Max amount of FITech students: 10 (1st part) & 5 (2nd part)
Explore generative AI’s potential in our accessible course: Learn to fine-tune large language models and embrace ethical AI principles for real-world impact.
Course contents
This course provides a detailed exploration into the practical application, ethical considerations, and open-source landscape of fine-tuning large language models (LLMs) for students with basic programming skills.
Beginning with foundational data management techniques, the curriculum emphasizes the critical role of high-quality, privacy-conscious dataset preparation, specifically tailored to enhance open-source LLMs. Through detailed instruction on the architecture and functionality of these models, students will gain insight into the vast potential and challenges of working with open-source AI technologies.
Throughout the course, participants will engage in practical exercises and projects that apply fine-tuning techniques to open-source LLMs, emphasizing the creation of AI systems that are not only technologically advanced but also ethically sound, transparent, and secure. This hands-on experience is designed to equip students with the technical skills necessary to contribute to and innovate within the open-source AI community.
Learning outcomes
After the course, the students are able to
- understand the fundamental architecture, operation, and potential of Generative AI and Large Language Models, recognizing the importance of developing and deploying trustworthy AI systems
- acquire skills in dataset creation, cleaning, and preparation, emphasizing the importance of data quality and relevance for effective model training, with a focus on leveraging open-source LLMs
- apply practical fine-tuning techniques to large language models, focusing on creating systems that are fair, transparent, secure, and aligned with ethical guidelines, utilizing open-source tools and frameworks for model enhancement
- evaluate the ethical implications of deploying large language models, advocating for and implementing practices that ensure their trustworthiness and beneficial use in society, particularly through the use of open-source models to foster innovation and accessibility
- implement safeguards for an open-source language model, ensuring its responsible use, protecting against misuse, and maintaining the integrity and security of the model within various applications.
Course material
- Goodfellow, I., Bengio, Y. and Courville, A., 2016. Deep learning. MIT press. Provides foundational knowledge in deep learning, relevant for understanding the underlying principles of LLMs.
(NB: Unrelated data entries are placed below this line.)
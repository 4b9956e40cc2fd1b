//! Agora gateway entry point.

use std::path::PathBuf;
use std::sync::Arc;

use anyhow::Context;
use tracing::info;

use agora_config::{ConfigLoader, DEFAULT_ENV_PREFIX};
use agora_core::SystemClock;
use agora_server::settings::telemetry_config;
use agora_server::{Gateway, Ports, ShutdownSignal};

const VERSION: &str = env!("CARGO_PKG_VERSION");

/// Config file read when neither `--config` nor `AGORA_CONFIG` is given.
const DEFAULT_CONFIG_FILE: &str = "agora.toml";

struct Args {
    config: Option<PathBuf>,
}

impl Args {
    fn parse() -> Self {
        let mut args = std::env::args().skip(1);
        let mut config = None;

        while let Some(arg) = args.next() {
            match arg.as_str() {
                "--config" | "-c" => {
                    config = args.next().map(PathBuf::from);
                }
                "--help" | "-h" => {
                    print_help();
                    std::process::exit(0);
                }
                "--version" | "-v" => {
                    println!("agora-gateway {VERSION}");
                    std::process::exit(0);
                }
                other => {
                    eprintln!("Unknown argument: {other}");
                    eprintln!("Use --help for usage information");
                    std::process::exit(1);
                }
            }
        }

        Self { config }
    }
}

fn print_help() {
    println!(
        r"Agora gateway - social backend HTTP front door

USAGE:
    agora-gateway [OPTIONS]

OPTIONS:
    -c, --config <PATH>    Configuration file (TOML or JSON)
    -h, --help             Print help information
    -v, --version          Print version information

ENVIRONMENT VARIABLES:
    AGORA_CONFIG                          Configuration file when --config is absent
    AGORA__SERVER__HTTP_ADDR              Listen address (default: 0.0.0.0:8080)
    AGORA__AUTH__SECRET                   Credential signing secret (required)
    AGORA__SERVICES__USERS_URL            Users service base URL
    AGORA__SERVICES__MEDIA_URL            Media service base URL
    AGORA__DATABASE__URL                  SQLite URL (default: sqlite://agora.db)
    AGORA__TELEMETRY__LOGGING__LEVEL      Log level (default: info)
    AGORA__TELEMETRY__METRICS__ADDR       Metrics listen address

EXAMPLES:
    agora-gateway --config /etc/agora/gateway.toml
    AGORA__AUTH__SECRET=... agora-gateway
"
    );
}

#[tokio::main]
async fn main() -> anyhow::Result<()> {
    let args = Args::parse();

    let mut loader = ConfigLoader::new().with_production();
    loader = match args.config.or_else(|| std::env::var_os("AGORA_CONFIG").map(PathBuf::from)) {
        Some(path) => loader
            .with_file(&path)
            .with_context(|| format!("loading {}", path.display()))?,
        None => loader.with_optional_file(DEFAULT_CONFIG_FILE)?,
    };
    let config = loader
        .with_dotenv()
        .with_env_prefix(DEFAULT_ENV_PREFIX)
        .load()
        .context("invalid configuration")?;

    agora_telemetry::init_telemetry(&telemetry_config(&config)).context("initializing telemetry")?;

    info!(version = VERSION, addr = %config.server.http_addr, "starting agora gateway");
    info!(
        users = %config.services.users_url,
        media = %config.services.media_url,
        "downstream services"
    );

    let ports = Ports::http(&config)?;
    let gateway = Gateway::new(&config, ports, Arc::new(SystemClock)).await?;
    gateway.run(ShutdownSignal::with_os_signals()).await?;

    info!("agora gateway stopped");
    Ok(())
}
- Hapke, H., Howard, C. and Lane, H., 2019. Natural Language Processing in Action: Understanding, analyzing, and generating text with Python. Simon and Schuster. Offers practical insights into working with text data, crucial for LLM applications.
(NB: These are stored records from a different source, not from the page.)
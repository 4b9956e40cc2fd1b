//! End-to-end tests through the assembled gateway router.

use agora_config::{AgoraConfig, BucketConfig};
use agora_core::{SystemClock, UserId};
use agora_server::{Gateway, Ports};
use agora_store::{AudienceTag, NewPost};
use agora_test::{FakeMedia, FakeSocialGraph, FakeUserDirectory, TestClient, TestRequest};
use chrono::{Duration, Utc};
use http::StatusCode;
use serde_json::json;
use std::sync::Arc;

const ANN: UserId = 1;
const BOB: UserId = 2;

async fn gateway_with(config: &AgoraConfig, graph: FakeSocialGraph) -> Gateway {
    let ports = Ports::new(
        Arc::new(graph),
        Arc::new(FakeUserDirectory::new().with_user(ANN, "ann").with_user(BOB, "bob")),
        Arc::new(FakeMedia::new()),
    );
    Gateway::new(config, ports, Arc::new(SystemClock)).await.unwrap()
}

async fn gateway() -> Gateway {
    gateway_with(&AgoraConfig::development(), FakeSocialGraph::new()).await
}

fn client(gateway: &Gateway) -> TestClient {
    let router = gateway.router();
    TestClient::new(move |req, peer| {
        let router = Arc::clone(&router);
        async move { router.dispatch(req, peer).await }
    })
}

fn token(gateway: &Gateway, user: UserId) -> String {
    gateway.verifier().sign(user, Utc::now(), Duration::hours(1)).unwrap()
}

async fn create_post(client: &TestClient, token: &str, body: serde_json::Value) -> i64 {
    let response = client
        .send(TestRequest::post("/post/create").bearer_token(token).json(&body))
        .await
        .unwrap();
    response.assert_status(StatusCode::CREATED);
    response.json_value().unwrap()["id"].as_i64().unwrap()
}

#[tokio::test]
async fn business_routes_require_a_credential() {
    let gateway = gateway().await;
    let response = client(&gateway)
        .send(TestRequest::get("/notifications"))
        .await
        .unwrap();
    response.assert_status(StatusCode::UNAUTHORIZED);
}

#[tokio::test]
async fn wrong_method_is_rejected_before_auth() {
    let gateway = gateway().await;
    let response = client(&gateway)
        .send(TestRequest::get("/post/create"))
        .await
        .unwrap();
    response.assert_status(StatusCode::METHOD_NOT_ALLOWED);
    assert_eq!(response.header_str("allow"), Some("POST"));
}

#[tokio::test]
async fn created_post_reads_back_hydrated() {
    let gateway = gateway().await;
    let client = client(&gateway);
    let ann = token(&gateway, ANN);
    let id = create_post(&client, &ann, json!({ "body": "hello agora" })).await;

    let response = client
        .send(TestRequest::get(format!("/post/read?id={id}")).cookie("jwt", &ann))
        .await
        .unwrap();
    response.assert_status(StatusCode::OK);
    let post = response.json_value().unwrap();
    assert_eq!(post["body"], "hello agora");
    assert_eq!(post["audience"], "public");
    assert_eq!(post["creator"]["username"], "ann");
}

#[tokio::test]
async fn followers_post_is_hidden_from_strangers() {
    let gateway = gateway().await;
    let client = client(&gateway);
    let ann = token(&gateway, ANN);
    let id = create_post(&client, &ann, json!({ "body": "friends only", "audience": "followers" })).await;

    let response = client
        .send(TestRequest::get(format!("/post/read?id={id}")).bearer_token(token(&gateway, BOB)))
        .await
        .unwrap();
    response.assert_status(StatusCode::FORBIDDEN);
}

#[tokio::test]
async fn followers_post_is_visible_to_followers() {
    let gateway = gateway_with(
        &AgoraConfig::development(),
        FakeSocialGraph::new().with_follow(BOB, ANN),
    )
    .await;
    let client = client(&gateway);
    let id = create_post(
        &client,
        &token(&gateway, ANN),
        json!({ "body": "friends only", "audience": "followers" }),
    )
    .await;

    client
        .send(TestRequest::get(format!("/post/read?id={id}")).bearer_token(token(&gateway, BOB)))
        .await
        .unwrap()
        .assert_status(StatusCode::OK);
}

#[tokio::test]
async fn percent_encoded_id_reads_the_post() {
    let gateway = gateway().await;
    let client = client(&gateway);
    let ann = token(&gateway, ANN);
    gateway
        .state()
        .db
        .run_tx(|tx| {
            Box::pin(async move {
                tx.insert_post(NewPost {
                    id: Some(42),
                    creator_id: ANN,
                    group_id: 0,
                    audience: AudienceTag::Public,
                    body: "forty-two".into(),
                    image_id: None,
                    created_at: Utc::now(),
                })
                .await
            })
        })
        .await
        .unwrap();

    let response = client
        .send(TestRequest::get("/post/read?id=%34%32").bearer_token(&ann))
        .await
        .unwrap();
    response.assert_status(StatusCode::OK);
    let post = response.json_value().unwrap();
    assert_eq!(post["id"], 42);
    assert_eq!(post["body"], "forty-two");
}

#[tokio::test]
async fn out_of_range_limit_is_bad_request() {
    let gateway = gateway().await;
    let client = client(&gateway);
    let ann = token(&gateway, ANN);
    for uri in ["/notifications?limit=0", "/notifications?limit=101", "/notifications?limit=1000000"] {
        client
            .send(TestRequest::get(uri).bearer_token(&ann))
            .await
            .unwrap()
            .assert_status(StatusCode::BAD_REQUEST);
    }
    client
        .send(TestRequest::get("/notifications?limit=100").bearer_token(&ann))
        .await
        .unwrap()
        .assert_status(StatusCode::OK);
}

#[tokio::test]
async fn repeated_audience_ids_are_bad_request() {
    let gateway = gateway().await;
    let response = client(&gateway)
        .send(
            TestRequest::post("/post/create")
                .bearer_token(token(&gateway, ANN))
                .json(&json!({ "body": "just us", "audience": "selected", "audience_ids": [2, 2] })),
        )
        .await
        .unwrap();
    response.assert_status(StatusCode::BAD_REQUEST);
}

#[tokio::test]
async fn missing_post_is_not_found() {
    let gateway = gateway().await;
    client(&gateway)
        .send(TestRequest::get("/post/read?id=404").bearer_token(token(&gateway, ANN)))
        .await
        .unwrap()
        .assert_status(StatusCode::NOT_FOUND);
}

#[tokio::test]
async fn invalid_post_body_is_bad_request() {
    let gateway = gateway().await;
    client(&gateway)
        .send(
            TestRequest::post("/post/create")
                .bearer_token(token(&gateway, ANN))
                .json(&json!({ "body": "  ", "audience": "public" })),
        )
        .await
        .unwrap()
        .assert_status(StatusCode::BAD_REQUEST);
}

#[tokio::test]
async fn like_reaches_the_owner_inbox() {
    let gateway = gateway().await;
    let client = client(&gateway);
    let ann = token(&gateway, ANN);
    let bob = token(&gateway, BOB);
    let id = create_post(&client, &ann, json!({ "body": "like me" })).await;

    let response = client
        .send(TestRequest::post("/post/react").bearer_token(&bob).json(&json!({ "post_id": id })))
        .await
        .unwrap();
    response.assert_status(StatusCode::OK);
    let reacted = response.json_value().unwrap();
    assert_eq!(reacted["liked"], true);
    assert_eq!(reacted["reactions"], 1);

    assert_eq!(
        gateway.state().db.connection().await.unwrap().event_backlog().await.unwrap(),
        1
    );
    let report = gateway.consumer().run_once().await.unwrap();
    assert_eq!(report.handled, 1);
    assert_eq!(gateway.consumer().backlog(), 0);

    let response = client
        .send(TestRequest::get("/notifications").bearer_token(&ann))
        .await
        .unwrap();
    response.assert_status(StatusCode::OK);
    let page = response.json_value().unwrap();
    let notifications = page["notifications"].as_array().unwrap();
    assert_eq!(notifications.len(), 1);
    assert_eq!(notifications[0]["kind"], "post_liked");
    assert_eq!(notifications[0]["seen"], false);
    assert_eq!(notifications[0]["actor"]["username"], "bob");

    let nid = notifications[0]["id"].as_i64().unwrap();
    let response = client
        .send(TestRequest::post("/notifications/seen").bearer_token(&ann).json(&json!({ "ids": [nid] })))
        .await
        .unwrap();
    response.assert_status(StatusCode::OK);
    assert_eq!(response.json_value().unwrap()["updated"], 1);

    let page = client
        .send(TestRequest::get("/notifications").bearer_token(&ann))
        .await
        .unwrap()
        .json_value()
        .unwrap();
    assert_eq!(page["notifications"][0]["seen"], true);
}

#[tokio::test]
async fn unlike_publishes_nothing() {
    let gateway = gateway().await;
    let client = client(&gateway);
    let bob = token(&gateway, BOB);
    let id = create_post(&client, &token(&gateway, ANN), json!({ "body": "toggle" })).await;

    for expected in [true, false] {
        let response = client
            .send(TestRequest::post("/post/react").bearer_token(&bob).json(&json!({ "post_id": id })))
            .await
            .unwrap();
        assert_eq!(response.json_value().unwrap()["liked"], expected);
    }

    let report = gateway.consumer().run_once().await.unwrap();
    assert_eq!(report.polled, 1);
}

#[tokio::test]
async fn empty_seen_list_is_bad_request() {
    let gateway = gateway().await;
    client(&gateway)
        .send(
            TestRequest::post("/notifications/seen")
                .bearer_token(token(&gateway, ANN))
                .json(&json!({ "ids": [] })),
        )
        .await
        .unwrap()
        .assert_status(StatusCode::BAD_REQUEST);
}

#[tokio::test]
async fn probes_answer_without_credentials() {
    let gateway = gateway().await;
    let client = client(&gateway);

    let health = client.send(TestRequest::get("/health")).await.unwrap();
    health.assert_status(StatusCode::OK);
    assert_eq!(health.json_value().unwrap()["service"], "agora-gateway");

    let ready = client.send(TestRequest::get("/ready")).await.unwrap();
    ready.assert_status(StatusCode::OK);
    assert_eq!(ready.json_value().unwrap()["checks"]["event_backlog"], true);

    client
        .send(TestRequest::get("/nowhere"))
        .await
        .unwrap()
        .assert_status(StatusCode::NOT_FOUND);
}

#[tokio::test]
async fn drained_ip_bucket_is_throttled() {
    let mut config = AgoraConfig::development();
    config.rate_limit.ip_default = BucketConfig {
        capacity: 2,
        refill_per_second: 0.01,
    };
    let gateway = gateway_with(&config, FakeSocialGraph::new()).await;
    let client = client(&gateway);
    let ann = token(&gateway, ANN);

    for _ in 0..2 {
        client
            .send(TestRequest::get("/notifications").bearer_token(&ann).peer([10, 0, 0, 7]))
            .await
            .unwrap()
            .assert_status(StatusCode::OK);
    }
    let throttled = client
        .send(TestRequest::get("/notifications").bearer_token(&ann).peer([10, 0, 0, 7]))
        .await
        .unwrap();
    throttled.assert_status(StatusCode::TOO_MANY_REQUESTS);
    assert!(throttled.header_str("retry-after").is_some());

    client
        .send(TestRequest::get("/notifications").bearer_token(&ann).peer([10, 0, 0, 8]))
        .await
        .unwrap()
        .assert_status(StatusCode::OK);
}

#[tokio::test]
async fn invalid_config_is_rejected() {
    let mut config = AgoraConfig::development();
    config.auth.secret = "short".to_string();
    let ports = Ports::new(
        Arc::new(FakeSocialGraph::new()),
        Arc::new(FakeUserDirectory::new()),
        Arc::new(FakeMedia::new()),
    );
    assert!(Gateway::new(&config, ports, Arc::new(SystemClock)).await.is_err());
}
- Vakkuri, V., Kemell, K.K., Jantunen, M., Halme, E. and Abrahamsson, P., 2021. ECCOLA—A method for implementing ethically aligned AI systems. Journal of Systems and Software, 182.
- More literature, articles and papers will be delivered during the course.
- Software and Tools:
- Python programming language: Essential for all practical exercises and projects within the course.
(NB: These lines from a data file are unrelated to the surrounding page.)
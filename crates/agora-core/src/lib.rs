//! # Agora Core
//!
//! Shared types for the Agora social backend.
//!
//! This crate provides the foundational types every other Agora crate builds on:
//!
//! - [`RequestContext`] - Immutable per-request record (trace ID, request ID, client IP, caller, deadline)
//! - [`Principal`] / [`Caller`] - Authenticated identity attached by the gateway
//! - [`AgoraError`] - Stable error taxonomy exposed to clients as HTTP statuses
//! - [`classify`] - Translation of downstream transport failures into that taxonomy
//! - [`Clock`] - Wall-clock abstraction used by time-windowed logic

#![doc(html_root_url = "https://docs.rs/agora-core/0.1.0")]
#![warn(missing_docs)]
#![forbid(unsafe_code)]

pub mod classify;
pub mod clock;
mod context;
mod error;
mod ids;
mod principal;

pub use classify::{classify, Classification, RpcCode, RpcStatus};
pub use clock::{Clock, ManualClock, SystemClock};
pub use context::{RequestContext, RequestContextBuilder};
pub use error::{AgoraError, AgoraResult, ErrorKind};
pub use ids::{GroupId, ImageId, PostId, RequestId, TraceId, UserId};
pub use principal::{Caller, Principal};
- Jupyter notebooks: Used for coding exercises, allowing for interactive development and documentation of code, notes, and equations.
- Google Colab: Provides a cloud-based Python programming environment with access to free GPU resources, beneficial for training models without requiring personal hardware.
- Datasets for Practice (optional)
- Kaggle datasets: A wide variety of text datasets suitable for fine-tuning LLMs on specific tasks or domains.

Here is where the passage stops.